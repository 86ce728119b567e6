use std::sync::Arc;

use crate::config::Config;
use crate::store::StateStore;
use crate::telegram::TelegramClient;

/// Shared application state passed to all handlers via axum State extractor.
#[derive(Clone)]
pub struct AppState {
    /// Durable key-value state (routes, verification records, counters)
    pub store: Arc<dyn StateStore>,
    /// Upstream Bot API client (platform bot and every hosted route's bot)
    pub telegram: Arc<TelegramClient>,
    /// Plain HTTP client for CAPTCHA verification and the fraud list
    pub http: reqwest::Client,
    /// Server config
    pub config: Arc<Config>,
}
//! Per-visitor block flag.
//!
//! The key is deliberately visitor-scoped with no route component
//! (`isblocked-{uid}`), so a block performed by one route's owner applies
//! platform-wide to every route that sees the same visitor id. Verification
//! state, by contrast, is route-scoped. This asymmetry is inherited from the
//! original deployment and preserved for key compatibility; scoping blocks
//! per route would be a behavior change requiring confirmation. "Only this
//! route's owner may flip the flag" is enforced by the dispatcher's sender
//! identity check, not here.

use crate::store::{self, keys, StateStore, StoreError};

/// Flip a visitor's block flag. Unblocking writes `false` rather than
/// deleting, matching the original key lifecycle.
pub async fn set_blocked(
    store: &dyn StateStore,
    visitor_id: i64,
    blocked: bool,
) -> Result<(), StoreError> {
    store::put_json(store, &keys::blocked(visitor_id), &blocked, None).await
}

/// Absent reads as not blocked.
pub async fn is_blocked(store: &dyn StateStore, visitor_id: i64) -> Result<bool, StoreError> {
    Ok(store::get_json(store, &keys::blocked(visitor_id))
        .await?
        .unwrap_or(false))
}

#[cfg(test)]
mod tests {
    use super::*;
    use crate::store::MemoryStore;

    #[tokio::test]
    async fn test_absent_means_not_blocked() {
        let store = MemoryStore::new();
        assert!(!is_blocked(&store, 555).await.unwrap());
    }

    #[tokio::test]
    async fn test_block_unblock_cycle() {
        let store = MemoryStore::new();
        set_blocked(&store, 555, true).await.unwrap();
        assert!(is_blocked(&store, 555).await.unwrap());

        set_blocked(&store, 555, false).await.unwrap();
        assert!(!is_blocked(&store, 555).await.unwrap());
    }

    #[tokio::test]
    async fn test_block_is_per_visitor() {
        let store = MemoryStore::new();
        set_blocked(&store, 555, true).await.unwrap();
        assert!(!is_blocked(&store, 556).await.unwrap());
    }
}
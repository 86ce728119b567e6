use axum::{http::StatusCode, Json, Router};
use std::sync::Arc;
use tower_governor::key_extractor::PeerIpKeyExtractor;
use tower_governor::{governor::GovernorConfigBuilder, GovernorLayer};

use crate::dispatch::{platform as platform_hook, route as route_hook};
use crate::state::AppState;
use crate::verify::page;

/// GET /registerWebhook — One-shot setup: point the platform bot's webhook
/// at this deployment. Returns the upstream response as-is so the operator
/// can see what Telegram said.
async fn register_webhook(
    axum::extract::State(state): axum::extract::State<AppState>,
) -> Result<Json<serde_json::Value>, (StatusCode, String)> {
    let url = format!(
        "{}/endpoint",
        state.config.public_url.trim_end_matches('/')
    );
    match state
        .telegram
        .set_webhook(
            &state.config.bot_token,
            &url,
            &state.config.bot_secret,
            &["message", "callback_query"],
        )
        .await
    {
        Ok(ok) => Ok(Json(serde_json::json!({ "ok": ok, "url": url }))),
        Err(e) => Err((StatusCode::BAD_GATEWAY, e.to_string())),
    }
}

/// Build the full axum Router with all routes and middleware.
pub fn build_router(state: AppState) -> Router {
    // Rate limiting on the public challenge endpoints: 10 requests per
    // minute per IP. Uses PeerIpKeyExtractor which reads from
    // ConnectInfo<SocketAddr>.
    let governor_config = Arc::new(
        GovernorConfigBuilder::default()
            .key_extractor(PeerIpKeyExtractor)
            .per_second(6) // 1 token every 6 seconds = 10 per minute
            .burst_size(10)
            .finish()
            .expect("Failed to build governor config"),
    );
    let governor_limiter = governor_config.limiter().clone();

    // Spawn background task to clean up rate limiter state
    tokio::spawn(async move {
        loop {
            tokio::time::sleep(std::time::Duration::from_secs(60)).await;
            governor_limiter.retain_recent();
        }
    });

    // Challenge page + submission with rate limiting
    let challenge_routes = Router::new()
        .route("/verify", axum::routing::get(page::challenge_page))
        .route("/verify_submit", axum::routing::post(page::submit_challenge))
        .layer(GovernorLayer {
            config: governor_config,
        });

    // Webhook entry points (authenticated by secret header, not rate-limited:
    // the upstream is the only legitimate caller and it retries on 429)
    let webhook_routes = Router::new()
        .route("/endpoint", axum::routing::post(platform_hook::webhook))
        .route("/entry/{route_id}", axum::routing::post(route_hook::webhook));

    // Operator setup endpoint
    let setup_routes = Router::new()
        .route("/registerWebhook", axum::routing::get(register_webhook));

    // Health check
    let health = Router::new().route("/health", axum::routing::get(health_check));

    Router::new()
        .merge(webhook_routes)
        .merge(challenge_routes)
        .merge(setup_routes)
        .merge(health)
        .with_state(state)
}

/// Basic health check endpoint
async fn health_check() -> &'static str {
    "ok"
}
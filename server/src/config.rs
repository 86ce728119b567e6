use clap::Parser;
use figment::{
    providers::{Env, Format, Serialized, Toml},
    Figment,
};
use serde::{Deserialize, Serialize};

/// PM Relay Hub server
#[derive(Parser, Serialize, Deserialize, Clone, Debug)]
#[command(name = "pmhub-server", version, about = "PM Relay Hub server")]
pub struct Config {
    /// Port to listen on
    #[arg(long, env = "PMHUB_PORT", default_value = "8080")]
    pub port: u16,

    /// Bind address
    #[arg(long, env = "PMHUB_BIND_ADDRESS", default_value = "0.0.0.0")]
    pub bind_address: String,

    /// Path to TOML config file
    #[arg(long, default_value = "./pmhub.toml")]
    pub config: String,

    /// Enable structured JSON logging (for Docker/production)
    #[arg(long, env = "PMHUB_JSON_LOGS")]
    pub json_logs: bool,

    /// Output a commented TOML config template and exit
    #[arg(long)]
    pub generate_config: bool,

    /// Public base URL this server is reachable at (used for webhook and
    /// challenge-page links)
    #[arg(long, env = "PMHUB_PUBLIC_URL", default_value = "http://localhost:8080")]
    pub public_url: String,

    /// Platform bot token
    #[arg(long, env = "PMHUB_BOT_TOKEN", default_value = "")]
    pub bot_token: String,

    /// Webhook secret for the platform bot's entry point
    #[arg(long, env = "PMHUB_BOT_SECRET", default_value = "")]
    pub bot_secret: String,

    /// Chat id of the platform administrator
    #[arg(long, env = "PMHUB_ADMIN_ID", default_value = "0")]
    pub admin_id: i64,

    /// Turnstile site key (embedded in the challenge page)
    #[arg(long, env = "PMHUB_TURNSTILE_SITE_KEY", default_value = "")]
    pub turnstile_site_key: String,

    /// Turnstile secret key (used server-side for siteverify)
    #[arg(long, env = "PMHUB_TURNSTILE_SECRET_KEY", default_value = "")]
    pub turnstile_secret_key: String,

    /// CAPTCHA verification endpoint
    #[arg(
        long,
        env = "PMHUB_TURNSTILE_VERIFY_URL",
        default_value = "https://challenges.cloudflare.com/turnstile/v0/siteverify"
    )]
    pub turnstile_verify_url: String,

    /// External fraud blacklist URL (plain text, one id per line)
    #[arg(
        long,
        env = "PMHUB_FRAUD_DB_URL",
        default_value = "https://raw.githubusercontent.com/MrMike92/Telegram-Fraud-Database/main/uid.txt"
    )]
    pub fraud_db_url: String,

    /// Telegram Bot API base URL (override for testing)
    #[arg(
        long,
        env = "PMHUB_TELEGRAM_API_BASE",
        default_value = "https://api.telegram.org"
    )]
    pub telegram_api_base: String,
}

impl Default for Config {
    fn default() -> Self {
        Self {
            port: 8080,
            bind_address: "0.0.0.0".to_string(),
            config: "./pmhub.toml".to_string(),
            json_logs: false,
            generate_config: false,
            public_url: "http://localhost:8080".to_string(),
            bot_token: String::new(),
            bot_secret: String::new(),
            admin_id: 0,
            turnstile_site_key: String::new(),
            turnstile_secret_key: String::new(),
            turnstile_verify_url: "https://challenges.cloudflare.com/turnstile/v0/siteverify"
                .to_string(),
            fraud_db_url:
                "https://raw.githubusercontent.com/MrMike92/Telegram-Fraud-Database/main/uid.txt"
                    .to_string(),
            telegram_api_base: "https://api.telegram.org".to_string(),
        }
    }
}

impl Config {
    /// Load config with layered precedence:
    /// built-in defaults < TOML file < env vars (PMHUB_*) < CLI args
    pub fn load() -> Result<Self, figment::Error> {
        let cli = Config::parse();
        let config_path = cli.config.clone();

        Figment::new()
            .merge(Serialized::defaults(Config::default()))
            .merge(Toml::file(&config_path))
            .merge(Env::prefixed("PMHUB_"))
            .merge(Serialized::defaults(cli))
            .extract()
    }
}

/// Generate a commented TOML config template
pub fn generate_config_template() -> String {
    r#"# PM Relay Hub Server Configuration
# Place this file at ./pmhub.toml or specify with --config <path>
# All settings can be overridden via environment variables (PMHUB_PORT, etc.)
# or CLI flags (--port, etc.)

# Server port (default: 8080)
# port = 8080

# Bind address (default: 0.0.0.0 — all interfaces)
# bind_address = "0.0.0.0"

# Enable structured JSON logging for Docker/production
# json_logs = false

# Public base URL this server is reachable at.
# Webhook registrations and challenge-page links are built from this.
# public_url = "https://pm.example.com"

# Platform bot token (from @BotFather)
# bot_token = ""

# Webhook secret for the platform bot's entry point.
# Telegram echoes it back in X-Telegram-Bot-Api-Secret-Token.
# bot_secret = ""

# Chat id of the platform administrator (the only user who may open the
# admin dashboard or register bots while registrations are closed)
# admin_id = 0

# ---- Human Verification (Cloudflare Turnstile) ----

# Site key, embedded in the challenge page
# turnstile_site_key = ""

# Secret key, used server-side against the siteverify endpoint
# turnstile_secret_key = ""

# Verification endpoint (default: Cloudflare's siteverify)
# turnstile_verify_url = "https://challenges.cloudflare.com/turnstile/v0/siteverify"

# ---- Fraud Blacklist ----

# Plain-text blacklist of known-scammer ids, checked after each relay.
# Lookups fail open: an unreachable list never blocks traffic.
# fraud_db_url = "https://raw.githubusercontent.com/MrMike92/Telegram-Fraud-Database/main/uid.txt"

# ---- Upstream ----

# Telegram Bot API base URL. Only override for testing.
# telegram_api_base = "https://api.telegram.org"
"#
    .to_string()
}
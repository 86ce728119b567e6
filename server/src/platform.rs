//! Global platform settings: whether new routes are accepted and the default
//! verification TTL. A single JSON object under one key, mutated only by the
//! platform admin via read-modify-write. Concurrent edits are last-write-wins,
//! which is acceptable for a single-operator admin surface.

use serde::{Deserialize, Serialize};

use crate::store::{self, keys, StateStore, StoreError};

/// Verification TTL used when no platform setting exists (30 days).
pub const FALLBACK_VERIFY_TTL_SECS: u64 = 30 * 24 * 60 * 60;

#[derive(Debug, Clone, Serialize, Deserialize)]
pub struct PlatformConfig {
    /// Whether new route registrations are accepted from non-admins.
    pub enable_new_users: bool,
    /// Default verification TTL in seconds, applied at mark-verified time.
    pub verify_ttl: u64,
}

impl Default for PlatformConfig {
    fn default() -> Self {
        Self {
            enable_new_users: true,
            verify_ttl: FALLBACK_VERIFY_TTL_SECS,
        }
    }
}

/// Load the settings singleton; defaults when never written.
pub async fn load(store: &dyn StateStore) -> Result<PlatformConfig, StoreError> {
    Ok(store::get_json(store, keys::PLATFORM_SETTINGS)
        .await?
        .unwrap_or_default())
}

/// Write the settings back whole. Callers must have loaded first; there are
/// no partial-field updates.
pub async fn save(store: &dyn StateStore, config: &PlatformConfig) -> Result<(), StoreError> {
    store::put_json(store, keys::PLATFORM_SETTINGS, config, None).await
}

#[cfg(test)]
mod tests {
    use super::*;
    use crate::store::MemoryStore;

    #[tokio::test]
    async fn test_load_defaults_when_absent() {
        let store = MemoryStore::new();
        let config = load(&store).await.unwrap();
        assert!(config.enable_new_users);
        assert_eq!(config.verify_ttl, FALLBACK_VERIFY_TTL_SECS);
    }

    #[tokio::test]
    async fn test_read_modify_write_roundtrip() {
        let store = MemoryStore::new();
        let mut config = load(&store).await.unwrap();
        config.enable_new_users = false;
        config.verify_ttl = 7 * 24 * 60 * 60;
        save(&store, &config).await.unwrap();

        let reloaded = load(&store).await.unwrap();
        assert!(!reloaded.enable_new_users);
        assert_eq!(reloaded.verify_ttl, 7 * 24 * 60 * 60);
    }
}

____________________

Count, in the records above, the lines that contain the word "siteverify"; the answer is that number alone.

6